WHAT IS REQUIRED: Return each line of the listing that follows in which the string "Clone" can be found.

TASK INPUT:
┌────────

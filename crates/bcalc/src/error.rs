use bcalc_core::ConfigError;
use thiserror::Error;

pub type Result<T> = std::result::Result<T, AppError>;

#[derive(Debug, Error)]
pub enum AppError {
    #[error("I/O error: {0}")]
    Io(#[from] std::io::Error),

    #[error("configuration error: {0}")]
    Config(#[from] ConfigError),

    #[error("JSON error: {0}")]
    Json(#[from] serde_json::Error),

    #[error("logging setup failed: {message}")]
    Logging { message: String },
}

impl AppError {
    /// Process exit code for this error.
    #[must_use]
    pub fn exit_code(&self) -> i32 {
        match self {
            Self::Config(_) => 2,
            _ => 1,
        }
    }

    #[must_use]
    pub fn logging(message: impl Into<String>) -> Self {
        Self::Logging {
            message: message.into(),
        }
    }
}
#![forbid(unsafe_code)]

//! Calculator configuration, loadable from TOML.
//!
//! ```toml
//! # bcalc.toml
//! default_revenue = 100000000
//! animation_ms = 500
//! frame_ms = 16
//! ```
//!
//! Every field has a default, so an empty file is a valid configuration.

use std::path::Path;
use std::time::Duration;

use serde::{Deserialize, Serialize};

use crate::error::ConfigError;
use crate::revenue::DEFAULT_REVENUE;

/// Longest accepted figure transition.
pub const MAX_ANIMATION_MS: u64 = 60_000;

/// Tunables for the calculator.
#[derive(Debug, Clone, PartialEq, Eq, Serialize, Deserialize)]
#[serde(default, deny_unknown_fields)]
pub struct CalculatorConfig {
    /// Revenue shown at startup when none is given on the command line.
    pub default_revenue: u64,
    /// Figure transition length. Zero disables animation.
    pub animation_ms: u64,
    /// Frame interval while figures are animating. Clamped to at least 1.
    pub frame_ms: u64,
}

impl Default for CalculatorConfig {
    fn default() -> Self {
        Self {
            default_revenue: DEFAULT_REVENUE,
            animation_ms: 500,
            frame_ms: 16,
        }
    }
}

impl CalculatorConfig {
    /// Parse and validate a TOML string.
    pub fn from_toml_str(s: &str) -> Result<Self, ConfigError> {
        let config: Self = toml::from_str(s)?;
        let problems = config.validate();
        if problems.is_empty() {
            Ok(config)
        } else {
            Err(ConfigError::Invalid(problems))
        }
    }

    /// Read, parse, and validate a TOML file.
    pub fn from_toml_file(path: impl AsRef<Path>) -> Result<Self, ConfigError> {
        let content = std::fs::read_to_string(path.as_ref())?;
        Self::from_toml_str(&content)
    }

    /// Out-of-range values. An empty list means the config is usable.
    #[must_use]
    pub fn validate(&self) -> Vec<String> {
        let mut problems = Vec::new();
        if self.animation_ms > MAX_ANIMATION_MS {
            problems.push(format!(
                "animation_ms must be at most {MAX_ANIMATION_MS}, got {}",
                self.animation_ms
            ));
        }
        problems
    }

    #[inline]
    #[must_use]
    pub fn animation_duration(&self) -> Duration {
        Duration::from_millis(self.animation_ms)
    }

    #[inline]
    #[must_use]
    pub fn frame_interval(&self) -> Duration {
        Duration::from_millis(self.frame_ms.max(1))
    }
}
#![forbid(unsafe_code)]

//! Independent animated figures keyed by identity.
//!
//! Each key owns one [`AnimatedValue`]; figures never share state, so
//! retargeting one never disturbs another. The runtime calls [`tick`] once per
//! frame and keeps scheduling frames only while [`is_animating`] is true.
//!
//! [`tick`]: AnimationSet::tick
//! [`is_animating`]: AnimationSet::is_animating

use std::hash::Hash;
use std::time::Duration;

use ahash::AHashMap;

use super::{AnimatedValue, Animation, DEFAULT_DURATION};

/// A collection of animated figures.
#[derive(Debug, Clone)]
pub struct AnimationSet<K> {
    figures: AHashMap<K, AnimatedValue>,
    duration: Duration,
}

impl<K: Eq + Hash> AnimationSet<K> {
    #[must_use]
    pub fn new() -> Self {
        Self::with_duration(DEFAULT_DURATION)
    }

    #[must_use]
    pub fn with_duration(duration: Duration) -> Self {
        Self {
            figures: AHashMap::new(),
            duration,
        }
    }

    /// Point `key` at a new target.
    ///
    /// An unknown key appears settled on `target`; a known key starts a
    /// transition from its displayed value.
    pub fn retarget(&mut self, key: K, target: f64) {
        let duration = self.duration;
        self.figures
            .entry(key)
            .and_modify(|figure| figure.retarget(target))
            .or_insert_with(|| AnimatedValue::with_duration(target, duration));
    }

    /// Jump `key` to `value` with no transition.
    pub fn snap(&mut self, key: K, value: f64) {
        let duration = self.duration;
        self.figures
            .entry(key)
            .or_insert_with(|| AnimatedValue::with_duration(value, duration))
            .snap(value);
    }

    /// Drop a figure, cancelling any transition it had.
    pub fn remove(&mut self, key: &K) -> Option<AnimatedValue> {
        self.figures.remove(key)
    }

    /// Displayed value of `key`.
    #[must_use]
    pub fn value(&self, key: &K) -> Option<f64> {
        self.figures.get(key).map(Animation::value)
    }

    /// Final value `key` is heading toward.
    #[must_use]
    pub fn target(&self, key: &K) -> Option<f64> {
        self.figures.get(key).map(AnimatedValue::target)
    }

    #[must_use]
    pub fn get(&self, key: &K) -> Option<&AnimatedValue> {
        self.figures.get(key)
    }

    /// Advance every figure by `dt`. Returns whether any are still moving.
    pub fn tick(&mut self, dt: Duration) -> bool {
        let mut animating = false;
        for figure in self.figures.values_mut() {
            if figure.is_animating() {
                figure.tick(dt);
                animating |= figure.is_animating();
            }
        }

        #[cfg(feature = "tracing")]
        tracing::trace!(
            dt_us = dt.as_micros() as u64,
            figures = self.figures.len(),
            animating,
            "animation tick"
        );

        animating
    }

    /// Whether any figure still needs frames.
    #[must_use]
    pub fn is_animating(&self) -> bool {
        self.figures.values().any(AnimatedValue::is_animating)
    }

    /// Transition length used by future retargets.
    #[inline]
    #[must_use]
    pub fn duration(&self) -> Duration {
        self.duration
    }

    /// Change the transition length for every figure's future retargets.
    pub fn set_duration(&mut self, duration: Duration) {
        self.duration = duration;
        for figure in self.figures.values_mut() {
            figure.set_duration(duration);
        }
    }

    #[inline]
    #[must_use]
    pub fn len(&self) -> usize {
        self.figures.len()
    }

    #[inline]
    #[must_use]
    pub fn is_empty(&self) -> bool {
        self.figures.is_empty()
    }
}

impl<K: Eq + Hash> Default for AnimationSet<K> {
    fn default() -> Self {
        Self::new()
    }
}

#[cfg(test)]
mod tests {
    use super::*;

    #[derive(Debug, Clone, Copy, PartialEq, Eq, Hash)]
    enum Fig {
        Low,
        High,
    }

    const MS_250: Duration = Duration::from_millis(250);
    const MS_500: Duration = Duration::from_millis(500);

    #[test]
    fn first_retarget_settles() {
        let mut set = AnimationSet::new();
        set.retarget(Fig::Low, 5_000.0);
        assert_eq!(set.value(&Fig::Low), Some(5_000.0));
        assert!(!set.is_animating());
    }

    #[test]
    fn figures_are_independent() {
        let mut set = AnimationSet::new();
        set.retarget(Fig::Low, 0.0);
        set.retarget(Fig::High, 0.0);

        set.retarget(Fig::Low, 1_000.0);
        set.tick(MS_250);
        set.retarget(Fig::High, 4_000.0);
        set.tick(MS_250);

        assert_eq!(set.value(&Fig::Low), Some(1_000.0));
        assert_eq!(set.value(&Fig::High), Some(2_000.0));
        assert!(set.is_animating());

        assert!(!set.tick(MS_250));
        assert_eq!(set.value(&Fig::High), Some(4_000.0));
    }

    #[test]
    fn tick_reports_completion() {
        let mut set = AnimationSet::with_duration(MS_500);
        set.retarget(Fig::Low, 0.0);
        set.retarget(Fig::Low, 10.0);
        assert!(set.tick(MS_250));
        assert!(!set.tick(MS_250));
        assert!(!set.is_animating());
        assert_eq!(set.value(&Fig::Low), Some(10.0));
    }

    #[test]
    fn remove_cancels() {
        let mut set = AnimationSet::new();
        set.retarget(Fig::Low, 0.0);
        set.retarget(Fig::Low, 10.0);
        assert!(set.remove(&Fig::Low).is_some());
        assert!(!set.is_animating());
        assert_eq!(set.value(&Fig::Low), None);
        assert!(set.is_empty());
    }

    #[test]
    fn snap_inserts_or_jumps() {
        let mut set = AnimationSet::new();
        set.snap(Fig::High, 3.0);
        set.retarget(Fig::High, 9.0);
        set.snap(Fig::High, 4.0);
        assert_eq!(set.value(&Fig::High), Some(4.0));
        assert_eq!(set.target(&Fig::High), Some(4.0));
        assert_eq!(set.len(), 1);
    }

    #[test]
    fn set_duration_applies_to_existing_figures() {
        let mut set = AnimationSet::new();
        set.retarget(Fig::Low, 0.0);
        set.set_duration(Duration::ZERO);
        set.retarget(Fig::Low, 50.0);
        assert_eq!(set.value(&Fig::Low), Some(50.0));
        assert!(!set.is_animating());
    }
}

└────────

ANSWER SECTION:
#[derive(Debug, Clone, PartialEq, Eq, Serialize, Deserialize)]
#[derive(Debug, Clone)]
    #[derive(Debug, Clone, Copy, PartialEq, Eq, Hash)]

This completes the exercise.